How to Take Accurate Measurements

How to Take Accurate Measurements

by:sewingeverything

How to Take Accurate Measurements


Any experienced seamstress will tell you that accurately taking your measurements is the essential first step to sewing a perfectly fitting garment. It’s worth re-taking your measurements regularly as they often change, and it helps avoid accidentally taking hours sewing a garment that ends up not fitting — surely the worst tragedy! Although it’s best to have someone else take your measurements, it’s also totally possible to do it on your own, with a little bit of patience, a tape measure, and a full-length mirror.


What and How to Measure

The most critical measurements you’ll need to pick your pattern size and make adjustments are your high bust, full bust, waist, hip, and bicep. There are plenty of other possible measurements. Depending on your figure, you may want to consider measuring your shoulder width, torso length, leg length, or back length.


High Bust

To take your high bust measurement, place the tape measure snugly under your arms so that it goes across your back and over the top of your bust. Make sure you hold the tape firmly but not so tight that it’s digging into you.

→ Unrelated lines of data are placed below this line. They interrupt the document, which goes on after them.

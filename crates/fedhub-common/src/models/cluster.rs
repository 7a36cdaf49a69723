//! 集群模型
//!
//! 该模块定义了目录服务中登记的成员集群、访问成员集群所需的凭证、
//! 注册成功后写回目录服务的联邦记录，以及批量注册的单集群结果。

use serde::{Deserialize, Serialize};
use std::fmt;

use crate::error::{Error, Result};

/// 目录服务中登记的集群
///
/// 是否已加入联邦由 `federated_cluster_uid` 是否为空决定，不单独存储。
#[derive(Debug, Clone, PartialEq, Eq, Serialize, Deserialize)]
#[serde(from = "ManagedClusterRecord", into = "ManagedClusterRecord")]
pub struct ManagedCluster {
    /// 外部集群 ID
    pub cluster_id: String,
    /// 集群名称
    pub name: String,
    /// 控制平面中集群对象的 UID，未加入联邦时为空
    pub federated_cluster_uid: String,
    /// 控制平面中集群对象的名称
    pub federated_cluster_name: String,
}

impl ManagedCluster {
    /// 创建尚未加入联邦的集群记录
    pub fn new(cluster_id: impl Into<String>, name: impl Into<String>) -> Self {
        Self {
            cluster_id: cluster_id.into(),
            name: name.into(),
            federated_cluster_uid: String::new(),
            federated_cluster_name: String::new(),
        }
    }

    /// 标记为已加入联邦
    pub fn federated(mut self, uid: impl Into<String>, name: impl Into<String>) -> Self {
        self.federated_cluster_uid = uid.into();
        self.federated_cluster_name = name.into();
        self
    }

    /// 是否已加入联邦
    pub fn is_federated(&self) -> bool {
        !self.federated_cluster_uid.is_empty()
    }
}

/// 目录服务的线上格式
#[derive(Debug, Clone, Serialize, Deserialize)]
#[serde(rename_all = "camelCase")]
struct ManagedClusterRecord {
    cluster_id: String,
    #[serde(default)]
    name: String,
    #[serde(default, rename = "federatedClusterUID")]
    federated_cluster_uid: String,
    #[serde(default)]
    federated_cluster_name: String,
    // 入站时忽略，始终由 UID 推导
    #[serde(default)]
    is_federated: bool,
}

impl From<ManagedClusterRecord> for ManagedCluster {
    fn from(record: ManagedClusterRecord) -> Self {
        Self {
            cluster_id: record.cluster_id,
            name: record.name,
            federated_cluster_uid: record.federated_cluster_uid,
            federated_cluster_name: record.federated_cluster_name,
        }
    }
}

impl From<ManagedCluster> for ManagedClusterRecord {
    fn from(cluster: ManagedCluster) -> Self {
        let is_federated = cluster.is_federated();
        Self {
            cluster_id: cluster.cluster_id,
            name: cluster.name,
            federated_cluster_uid: cluster.federated_cluster_uid,
            federated_cluster_name: cluster.federated_cluster_name,
            is_federated,
        }
    }
}

/// 检查集群是否可以注册
///
/// 不存在时返回 `ClusterNotFound`，已加入联邦时返回 `ClusterAlreadyRegistered`。
pub fn find_registrable_cluster<'a>(
    clusters: &'a [ManagedCluster],
    cluster_id: &str,
) -> Result<&'a ManagedCluster> {
    let cluster = clusters
        .iter()
        .find(|c| c.cluster_id == cluster_id)
        .ok_or(Error::ClusterNotFound)?;

    if cluster.is_federated() {
        return Err(Error::ClusterAlreadyRegistered);
    }

    Ok(cluster)
}

/// 查找已加入联邦的集群
pub fn find_federated_cluster<'a>(
    clusters: &'a [ManagedCluster],
    cluster_id: &str,
) -> Option<&'a ManagedCluster> {
    clusters
        .iter()
        .find(|c| c.cluster_id == cluster_id && c.is_federated())
}

/// 所有尚未加入联邦的集群
pub fn registrable_clusters(clusters: &[ManagedCluster]) -> Vec<ManagedCluster> {
    clusters.iter().filter(|c| !c.is_federated()).cloned().collect()
}

/// 成员集群访问凭证
///
/// 每次操作时重新获取，不持久化，也不写入日志。
#[derive(Clone, PartialEq, Eq)]
pub struct ClusterCredential {
    /// 外部集群 ID
    pub cluster_id: String,
    /// API 服务器地址
    pub api_server_url: String,
    /// 认证令牌
    pub bearer_token: String,
}

impl fmt::Debug for ClusterCredential {
    fn fmt(&self, f: &mut fmt::Formatter<'_>) -> fmt::Result {
        f.debug_struct("ClusterCredential")
            .field("cluster_id", &self.cluster_id)
            .field("api_server_url", &self.api_server_url)
            .field("bearer_token", &"<redacted>")
            .finish()
    }
}

/// 注册成功后写入目录服务的联邦记录
#[derive(Debug, Clone, PartialEq, Eq, Serialize, Deserialize)]
#[serde(rename_all = "camelCase")]
pub struct FederationRequest {
    /// 外部集群 ID
    pub cluster_id: String,
    /// 控制平面中集群对象的 UID
    #[serde(rename = "federatedClusterUID", skip_serializing_if = "String::is_empty", default)]
    pub federated_cluster_uid: String,
    /// 控制平面中集群对象的名称
    #[serde(skip_serializing_if = "String::is_empty", default)]
    pub federated_cluster_name: String,
}

/// 批量注册中单个集群的结果
#[derive(Debug, Clone, PartialEq, Eq, Serialize, Deserialize)]
#[serde(rename_all = "camelCase")]
pub struct RegisterResult {
    /// 外部集群 ID
    pub cluster_id: String,
    /// 注册成功时为控制平面中的集群名称
    pub name: String,
    /// HTTP 风格的状态码
    pub code: u16,
    /// 消息键
    pub message: String,
}

/// 注册成功的消息键
pub const REGISTERED_SUCCESSFULLY: &str = "CLUSTER_REGISTERED_SUCCESSFULLY";

/// 删除完成的消息键
pub const DELETION_COMPLETED: &str = "CLUSTER_DELETION_COMPLETED";

impl RegisterResult {
    /// 由单个集群的注册结果构造
    pub fn from_outcome(cluster_id: &str, outcome: &Result<FederationRequest>) -> Self {
        match outcome {
            Ok(request) => Self {
                cluster_id: cluster_id.to_string(),
                name: request.federated_cluster_name.clone(),
                code: 201,
                message: REGISTERED_SUCCESSFULLY.to_string(),
            },
            Err(e) => Self {
                cluster_id: cluster_id.to_string(),
                name: String::new(),
                code: e.status_code(),
                message: e.message_key().to_string(),
            },
        }
    }

    /// 是否注册成功
    pub fn is_success(&self) -> bool {
        self.code == 201
    }
}

/// 控制平面中已加入联邦的集群概要
#[derive(Debug, Clone, PartialEq, Eq, Serialize, Deserialize)]
#[serde(rename_all = "camelCase")]
pub struct ClusterSummary {
    /// 外部集群 ID
    pub cluster_id: String,
    /// 控制平面中的集群名称
    pub name: String,
    /// 控制平面中集群对象的 UID
    pub uid: String,
    /// Kubernetes 版本
    #[serde(skip_serializing_if = "Option::is_none")]
    pub kubernetes_version: Option<String>,
    /// 集群状态：ready、not-ready 或 unknown
    pub status: String,
    /// 同步模式
    pub sync_mode: String,
}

Your high bust measurement is important because it helps you choose your size if you have a bra cup size of a C or larger and you’re using a pattern drafted for a B cup, which is the standard for most sewing patterns. In this case, use your high bust measurement to pick your bust size from the pattern’s sizing chart. Then, you’ll need to do a Full Bust Adjustment, or FBA. To calculate how much you need to add in the FBA, subtract your full bust measurement from your high bust measurement. Divide that in half to determine what you’ll need to add to your pattern piece.

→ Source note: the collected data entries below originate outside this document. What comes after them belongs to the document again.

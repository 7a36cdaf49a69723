//! 接口响应格式

use axum::extract::rejection::{JsonRejection, QueryRejection};
use axum::http::StatusCode;
use axum::response::{IntoResponse, Response};
use axum::Json;
use fedhub_common::Error;
use serde::{Deserialize, Serialize};
use tracing::warn;

/// 只有状态码和消息键的响应体
#[derive(Debug, Clone, PartialEq, Eq, Serialize, Deserialize)]
pub struct BaseResponse {
    /// HTTP 状态码
    pub code: u16,
    /// 消息键
    pub message: String,
}

impl BaseResponse {
    /// 200 成功消息
    pub fn ok(message: &str) -> Self {
        Self {
            code: StatusCode::OK.as_u16(),
            message: message.to_string(),
        }
    }
}

impl IntoResponse for BaseResponse {
    fn into_response(self) -> Response {
        let status = StatusCode::from_u16(self.code).unwrap_or(StatusCode::INTERNAL_SERVER_ERROR);
        (status, Json(self)).into_response()
    }
}

/// 接口错误
///
/// 只向调用方暴露消息键。
#[derive(Debug)]
pub struct ApiError(pub Error);

impl From<Error> for ApiError {
    fn from(e: Error) -> Self {
        Self(e)
    }
}

impl From<JsonRejection> for ApiError {
    fn from(rejection: JsonRejection) -> Self {
        warn!("请求体无效: {}", rejection);
        Self(Error::RequestValueInvalid)
    }
}

impl From<QueryRejection> for ApiError {
    fn from(rejection: QueryRejection) -> Self {
        warn!("查询参数无效: {}", rejection);
        Self(Error::RequestValueInvalid)
    }
}

impl IntoResponse for ApiError {
    fn into_response(self) -> Response {
        BaseResponse {
            code: self.0.status_code(),
            message: self.0.message_key().to_string(),
        }
        .into_response()
    }
}

/// 接口结果类型别名
pub type ApiResult<T> = std::result::Result<T, ApiError>;
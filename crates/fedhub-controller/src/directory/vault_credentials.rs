//! 基于 Vault 的集群凭证解析
//!
//! 使用 AppRole 登录后读取 KV v2 中的集群凭证，
//! 凭证数据包含 `clusterApiUrl` 和 `clusterToken` 两个字段。

use async_trait::async_trait;
use fedhub_common::{ClusterCredential, Error, Result};
use reqwest::Client;
use serde::{Deserialize, Serialize};
use std::time::Duration;
use tracing::{debug, error};

use super::CredentialResolver;

/// Vault 配置
#[derive(Clone, Deserialize, Serialize)]
pub struct VaultConfig {
    /// Vault 地址
    pub address: String,
    /// AppRole 角色 ID
    pub role_id: String,
    /// AppRole 密钥 ID
    pub secret_id: String,
    /// 集群凭证的基础路径，例如 secret/data/clusters
    pub cluster_path: String,
    /// 请求超时（秒）
    #[serde(default = "default_timeout_secs")]
    pub timeout_secs: u64,
}

fn default_timeout_secs() -> u64 {
    30
}

impl std::fmt::Debug for VaultConfig {
    fn fmt(&self, f: &mut std::fmt::Formatter<'_>) -> std::fmt::Result {
        f.debug_struct("VaultConfig")
            .field("address", &self.address)
            .field("cluster_path", &self.cluster_path)
            .field("timeout_secs", &self.timeout_secs)
            .finish_non_exhaustive()
    }
}

#[derive(Serialize)]
struct AppRoleLogin<'a> {
    role_id: &'a str,
    secret_id: &'a str,
}

#[derive(Deserialize)]
struct LoginResponse {
    auth: LoginAuth,
}

#[derive(Deserialize)]
struct LoginAuth {
    client_token: String,
}

#[derive(Deserialize)]
struct SecretResponse {
    data: SecretEnvelope,
}

#[derive(Deserialize)]
struct SecretEnvelope {
    data: ClusterSecret,
}

/// 凭证存储中的集群数据
#[derive(Deserialize)]
#[serde(rename_all = "camelCase")]
struct ClusterSecret {
    cluster_api_url: String,
    cluster_token: String,
}

/// Vault 集群凭证解析器
#[derive(Debug, Clone)]
pub struct VaultCredentialResolver {
    /// HTTP 客户端
    client: Client,
    /// Vault 配置
    config: VaultConfig,
}

impl VaultCredentialResolver {
    /// 根据配置创建解析器
    pub fn new(config: VaultConfig) -> anyhow::Result<Self> {
        let client = Client::builder()
            .timeout(Duration::from_secs(config.timeout_secs))
            .build()?;
        Ok(Self { client, config })
    }

    fn address(&self) -> &str {
        self.config.address.trim_end_matches('/')
    }

    fn secret_url(&self, cluster_id: &str) -> String {
        format!(
            "{}/v1/{}/{}",
            self.address(),
            self.config.cluster_path.trim_matches('/'),
            cluster_id
        )
    }

    /// AppRole 登录，返回客户端令牌
    async fn login(&self) -> reqwest::Result<String> {
        let url = format!("{}/v1/auth/approle/login", self.address());
        let response: LoginResponse = self
            .client
            .post(url)
            .json(&AppRoleLogin {
                role_id: &self.config.role_id,
                secret_id: &self.config.secret_id,
            })
            .send()
            .await?
            .error_for_status()?
            .json()
            .await?;
        Ok(response.auth.client_token)
    }

    async fn read_secret(&self, cluster_id: &str) -> reqwest::Result<ClusterSecret> {
        let token = self.login().await?;
        let url = self.secret_url(cluster_id);
        debug!("读取集群凭证: {}", url);

        let response: SecretResponse = self
            .client
            .get(url)
            .header("X-Vault-Token", token)
            .send()
            .await?
            .error_for_status()?
            .json()
            .await?;
        Ok(response.data.data)
    }
}

#[async_trait]
impl CredentialResolver for VaultCredentialResolver {
    async fn get_cluster_credential(&self, cluster_id: &str) -> Result<ClusterCredential> {
        let secret = self.read_secret(cluster_id).await.map_err(|e| {
            error!(cluster_id = %cluster_id, "读取集群凭证失败: {}", e);
            Error::FailedToReadClusterInfo
        })?;

        Ok(ClusterCredential {
            cluster_id: cluster_id.to_string(),
            api_server_url: secret.cluster_api_url,
            bearer_token: secret.cluster_token,
        })
    }
}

Note that if you’re using a cup-sized pattern like Cashmerette Patterns (which go from C to H), you should use your full bust measurement to pick your bust size, not your high bust.

Full Bust

To measure your full bust, place the tape measure across your back and across the fullest part of your bust, making sure it’s parallel to the floor. Having a friend to measure helps here, or check in a mirror! If your cup size is the same as the pattern is drafted for, use this measurement to pick your pattern bust size.

Waist

To find your waist point, lean to the side and note the point on your body where you bend, though note that it won’t always be the narrowest part of you. For many plus-size women, the narrowest part is actually higher up on the rib cage. Now, sit down! The reason this is important is that many women (including myself!) spread a little when we sit down. You don’t want a skirt or pants that are snug when you’re standing up but cut in when you sit down. Therefore it’s best to sit down, then place the tape around your waist point and measure. Again, be sure the tape measure is parallel to the floor.

Hips

This is another measurement that’s best taken when sitting. First, place the tape measure around the largest bit of your hips and bum, and hold loosely. Then sit down, keeping the tape measure in the same place, and note the measurement.

Bicep

To measure your bicep, place the tape measure around the fullest part of your upper arm (typically just underneath your armpit), place your arm by your side and then measure. Although not all patterns list a bicep measurement (in which case you can measure the pattern piece instead), it’s common for curvier women to have to do a Full Bicep Adjustment, making this a good measurement to be able to reference.

How to Use Your Measurements to Choose a Size

Now that you have your measurements, what to do with them? Most sewing patterns have two sets of measurement tables: a body measurement table and a finished garment measurement table.

Theoretically, you’re told to pick a size using the body measurement table. So if you have a 40″ waist, you look for the 40″ waist size, and that’s the size you should cut at that point. However, pattern companies have very different amounts of ease, the additional fabric in a pattern that stops it from being a skintight fit.